There were rumors about Amatis and her family, rumors she never put to rest. Stephen once told Michael that Amatis's father had died constructing an Institute in some far off land, and that her mother had never been the same after hearing news of his death. Michael had heard other things, that Amatis's mother had abandoned her and Lucian, her older brother, when they had been 16 and 12, and that Lucien had raised his sister until they were finally taken in by a family in Alicante.
"Michael. I got this last night," Stephen said, sliding a rolled up piece of paper over to Michael, who picked it up.
"Why would the Circle want you?" Robert asked, giving Stephen a once over. He reached across Michael and took the paper from Stephen. "They want real Shadowhunters, not… Herondales."
"What's the supposed to mean?" Michael asked. Robert shrugged.

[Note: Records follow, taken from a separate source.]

mod cli;

use std::sync::Arc;

use anyhow::{bail, Context, Result};
use clap::Parser;
use tracing::info;

use partbench_compute::{
    compare_policies, run_experiment, run_pipeline, CsvTimingSink, ExperimentReport, TimingSink,
};
use partbench_core::config::load_dotenv;
use partbench_core::{generate, Dataset, DatasetShape, ExperimentConfig};

use crate::cli::{CliArgs, Command};

fn main() -> Result<()> {
    load_dotenv();

    tracing_subscriber::fmt()
        .with_env_filter(
            tracing_subscriber::EnvFilter::try_from_default_env()
                .unwrap_or_else(|_| tracing_subscriber::EnvFilter::new("warn")),
        )
        .with_target(false)
        .init();

    let args = CliArgs::parse();

    // Defaults < config file < PARTBENCH_* env < flags
    let mut config = ExperimentConfig::load(args.config.as_deref()).with_context(|| {
        format!(
            "failed to load config: {}",
            args.config.as_deref().map(|p| p.display().to_string()).unwrap_or_default()
        )
    })?;
    config.apply_env();
    args.apply(&mut config);
    config.validate().context("invalid experiment configuration")?;
    config.log_summary();

    let shape = args.command.dataset().shape;
    let dataset = build_dataset(shape, &config)?;
    let workload = Arc::new(config.cost_model());

    match &args.command {
        Command::Rounds(rounds) => {
            let report = run_experiment(rounds.policy, &dataset, &config, workload)
                .context("experiment failed")?;
            print_report(&report, args.json)?;
            if config.measure {
                let mut sink = CsvTimingSink::create(&config.timings_path, config.workers)
                    .with_context(|| {
                        format!("failed to create {}", config.timings_path.display())
                    })?;
                sink.write_timings(&report.timings)
                    .context("failed to write timings")?;
                info!(path = %config.timings_path.display(), rows = report.timings.len(), "timings written");
            }
        }
        Command::Compare(_) => {
            let reports =
                compare_policies(&dataset, &config, workload).context("comparison failed")?;
            if args.json {
                println!("{}", serde_json::to_string_pretty(&reports)?);
            } else {
                println!("{:<15} {:>12} {:>12}", "policy", "seconds", "result");
                for r in &reports {
                    println!(
                        "{:<15} {:>12.4} {:>12}",
                        r.policy.as_str(),
                        r.elapsed.as_secs_f64(),
                        r.result
                    );
                }
            }
            if reports.windows(2).any(|w| w[0].result != w[1].result) {
                bail!("policies disagree on the aggregate result");
            }
        }
        Command::Pipeline(_) => {
            let report =
                run_pipeline(&dataset, &config, workload).context("pipeline failed")?;
            if args.json {
                println!("{}", serde_json::to_string_pretty(&report)?);
            } else {
                println!("nTasks: {}", report.tasks);
                println!("Time taken: {}", report.elapsed.as_secs_f64());
                if report.failures > 0 {
                    println!("Failed jobs: {}", report.failures);
                }
            }
        }
    }

    Ok(())
}

fn build_dataset(shape: DatasetShape, config: &ExperimentConfig) -> Result<Dataset> {
    info!(%shape, chunk_size = config.chunk_size, chunk_count = config.chunk_count, "generating dataset");
    generate(
        shape,
        config.chunk_size,
        config.chunk_count,
        config.heavy_probability,
        config.seed,
    )
    .context("failed to generate dataset")
}

fn print_report(report: &ExperimentReport, json: bool) -> Result<()> {
    if json {
        println!("{}", serde_json::to_string_pretty(report)?);
    } else {
        println!("Processing took {} seconds", report.elapsed.as_secs_f64());
        println!("Result is {}", report.result);
    }
    Ok(())
}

"I have no idea. I woke up and the note was there," Stephen said, ignoring Robert. "My parents would kill me if I took up with an organization that questioned the Clave." He picked up his teacup and had a sip, meeting Michael's eyes.
"And do you always do what your parents tell you to do, Herondale?" Robert asked. He took a bite of toast and chewed, waited patiently for a reply. Stephen fidgeted. "Do you?"

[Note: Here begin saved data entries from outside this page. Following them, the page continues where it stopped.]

use std::fs::File;
use std::io::{BufWriter, Write};
use std::path::Path;

use super::metrics::ChunkTiming;
use crate::error::SchedulerError;

/// Destination for per-chunk timing records.
pub trait TimingSink {
    fn write_timings(&mut self, records: &[ChunkTiming]) -> Result<(), SchedulerError>;
}

/// Comma-separated timings, one row per chunk.
///
/// Header: `work_i,idle_i,heavy_i,` for every worker, then
/// `chunktime,total_idle,total_heavy`. Times are seconds.
pub struct CsvTimingSink<W: Write> {
    out: W,
    workers: usize,
}

impl CsvTimingSink<BufWriter<File>> {
    /// Create (or truncate) the file at `path`.
    pub fn create(path: &Path, workers: usize) -> Result<Self, SchedulerError> {
        Ok(Self::new(BufWriter::new(File::create(path)?), workers))
    }
}

impl<W: Write> CsvTimingSink<W> {
    pub fn new(out: W, workers: usize) -> Self {
        Self { out, workers }
    }

    pub fn into_inner(self) -> W {
        self.out
    }

    fn write_header(&mut self) -> std::io::Result<()> {
        for i in 0..self.workers {
            write!(self.out, "work_{i},idle_{i},heavy_{i},")?;
        }
        writeln!(self.out, "chunktime,total_idle,total_heavy")
    }

    fn write_row(&mut self, record: &ChunkTiming) -> std::io::Result<()> {
        for i in 0..self.workers {
            write!(
                self.out,
                "{},{},{},",
                record.active[i].as_secs_f64(),
                record.idle(i).as_secs_f64(),
                record.heavy[i]
            )?;
        }
        writeln!(
            self.out,
            "{},{},{}",
            record.total.as_secs_f64(),
            record.total_idle().as_secs_f64(),
            record.total_heavy()
        )
    }
}

impl<W: Write> TimingSink for CsvTimingSink<W> {
    fn write_timings(&mut self, records: &[ChunkTiming]) -> Result<(), SchedulerError> {
        self.write_header()?;
        for record in records {
            if record.active.len() != self.workers {
                return Err(SchedulerError::InvalidPool(format!(
                    "timing record has {} workers, sink expects {}",
                    record.active.len(),
                    self.workers
                )));
            }
            self.write_row(record)?;
        }
        self.out.flush()?;
        Ok(())
    }
}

"Leave him alone," Michael mumbled.
"If you say so," Robert said, still looking at Stephen.
"I can't go to the meeting even if I wanted to. Amatis and I have to go home this weekend, and we are leaving right after school. Amatis has a dress fitting and there are a few things we have to do for the wedding," Stephen said. He rested a hand on Amatis's upper back and gave her a smile she returned.
"Convenient," Robert said.
"We should go visit your parents this weekend," Josie mumbled. She ran her fingertips up Michael's arm, causing him to relax at her touch. "We are going to be busy for the next few weekends, and then we have the wedding…"
"I would only want to go for the day," Michael said. "Leave in the morning and return that night. It's too hard to pack things to stay the weekend. Besides…" Michael didn't want to admit that sometimes he felt like a stranger in his parent's home. Maybe it would be easier when he had Josie with him, acting as a buffer between he and his parents.
"Of course," Josie replied, "anything you want."
"I'll go to the meeting," Robert said. "Michael. Are you coming with me?" Robert turned his attention to Michael, as did everyone else at the table.
"If you say so," Michael said.
It wasn't until they had gotten to class and sat down that Michael spoke again. Stephen was at the front of the room, sitting at a desk by himself, and Michael had half a mind to go sit with him instead of Robert, who would no doubt fall asleep halfway through class, then wake up at the end of it assuming that Michael had taken notes for the both of them.
"I thought you were with Maryse last night," Michael mumbled. "If you were with her, how did you not know about the meeting?"
"I knew about it," Robert said, staring straight ahead at the blackboard, "I just didn't tell you."